3. Aux termes de l’article R. 4127-31 du code de la santé publique : « Tout médecin doit s’abstenir, même en dehors de l’exercice de sa profession, de tout acte de nature à déconsidérer celle-ci ». Le refus du Dr A de respecter les règles de la copropriété, que la chambre disciplinaire de première instance avait pu légalement relever, son attitude arrogante à l’égard de M. B, qui avait pu le priver de son émetteur en raison de son comportement, et son attitude lors de l’incident du 13 mai 2015, même s’il n’avait pas l’intention de mettre en danger l’intégrité physique de M. B, constituent des actes qui, même s’ils se produisent en dehors de l’exercice de la profession médicale, sont de nature à déconsidérer cette profession.

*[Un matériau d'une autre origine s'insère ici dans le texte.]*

//! Job-object resource limiting for native app processes (Windows).
//!
//! The job carries `KILL_ON_JOB_CLOSE`, so releasing the handle tears down
//! the whole process tree along with the limits.

use windows::Win32::Foundation::{CloseHandle, HANDLE};
use windows::Win32::System::JobObjects::{
    AssignProcessToJobObject, CreateJobObjectW, JobObjectExtendedLimitInformation,
    SetInformationJobObject, JOBOBJECT_BASIC_LIMIT_INFORMATION,
    JOBOBJECT_EXTENDED_LIMIT_INFORMATION, JOB_OBJECT_LIMIT_ACTIVE_PROCESS,
    JOB_OBJECT_LIMIT_KILL_ON_JOB_CLOSE, JOB_OBJECT_LIMIT_PROCESS_MEMORY,
};
use windows::Win32::System::Threading::{OpenProcess, PROCESS_SET_QUOTA, PROCESS_TERMINATE};

use estarter_shared::{EstarterError, EstarterResult};

use crate::manifest::SandboxPolicy;

pub struct JobObject {
    handle: HANDLE,
}

// The raw handle is only touched through &self / Drop.
unsafe impl Send for JobObject {}
unsafe impl Sync for JobObject {}

impl JobObject {
    /// Create a job configured from the sandbox policy and assign the
    /// child process into it.
    pub fn create_and_assign(pid: u32, policy: &SandboxPolicy) -> EstarterResult<Self> {
        unsafe {
            let handle = CreateJobObjectW(None, None)
                .map_err(|e| EstarterError::Host(format!("CreateJobObjectW failed: {}", e)))?;
            let job = Self { handle };

            let mut basic = JOBOBJECT_BASIC_LIMIT_INFORMATION {
                LimitFlags: JOB_OBJECT_LIMIT_KILL_ON_JOB_CLOSE,
                ..Default::default()
            };
            let mut info = JOBOBJECT_EXTENDED_LIMIT_INFORMATION::default();

            if policy.memory_limit_bytes > 0 {
                basic.LimitFlags |= JOB_OBJECT_LIMIT_PROCESS_MEMORY;
                info.ProcessMemoryLimit = policy.memory_limit_bytes as usize;
            }
            if policy.max_processes > 0 {
                basic.LimitFlags |= JOB_OBJECT_LIMIT_ACTIVE_PROCESS;
                basic.ActiveProcessLimit = policy.max_processes;
            }
            info.BasicLimitInformation = basic;

            SetInformationJobObject(
                job.handle,
                JobObjectExtendedLimitInformation,
                &info as *const _ as *const std::ffi::c_void,
                std::mem::size_of::<JOBOBJECT_EXTENDED_LIMIT_INFORMATION>() as u32,
            )
            .map_err(|e| {
                EstarterError::Host(format!("SetInformationJobObject failed: {}", e))
            })?;

            let process = OpenProcess(PROCESS_SET_QUOTA | PROCESS_TERMINATE, false, pid)
                .map_err(|e| EstarterError::Host(format!("OpenProcess({}) failed: {}", pid, e)))?;
            let assigned = AssignProcessToJobObject(job.handle, process);
            let _ = CloseHandle(process);
            assigned.map_err(|e| {
                EstarterError::Host(format!("AssignProcessToJobObject failed: {}", e))
            })?;

            Ok(job)
        }
    }
}

impl Drop for JobObject {
    fn drop(&mut self) {
        unsafe {
            let _ = CloseHandle(self.handle);
        }
    }
}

4. Il résulte de ce qui précède que le Dr A n’est pas fondé à soutenir que c’est à tort que la chambre disciplinaire de première instance lui a infligé la sanction du blâme.
5. Les conclusions subsidiaires de M. B tendant à ce que la sanction soit portée à une interdiction d’exercer la profession de médecin pendant un an dont six mois avec sursis sont des conclusions incidentes qui, en l’absence de disposition législative ou réglementaire les prévoyant en matière disciplinaire, sont irrecevables. Par suite, la décision de la chambre de première instance ne peut être réformée dans le sens de ces conclusions et celles-ci ne peuvent qu’être rejetées.
PAR CES MOTIFS,
D E C I D E :
Article 1er : La requête du Dr A est rejetée.
Article 2 : Les conclusions incidentes de M. B sont rejetées
Article 3 : La présente décision sera notifiée au Dr A, à M. B, au conseil départemental d’Indre et Loire de l’ordre des médecins, à la chambre disciplinaire de première instance de Centre-Val de Loire de l’ordre des médecins, au préfet d’Indre-et-Loire, au directeur général de l’agence régionale de santé Centre-Val de Loire, au procureur de la République près le tribunal de grande instance de Tours, au conseil national de l’ordre des médecins et au ministre chargé de la santé.
Ainsi fait et délibéré par M. Meda, conseiller d’Etat, président ; MM. les Drs Blanc, Ducrohet, Emmery, Fillol, Munier, membres.
Le conseiller d’Etat, président de la chambre disciplinaire nationale de l’ordre des médecins
X Meda
Le greffier en chef
François-Patrice Battais
La République mande et ordonne au ministre chargé de la santé en ce qui le concerne, ou à tous huissiers de justice à ce requis en ce qui concerne les voies de droit commun contre les parties privées, de pourvoir à l’exécution de la présente décision.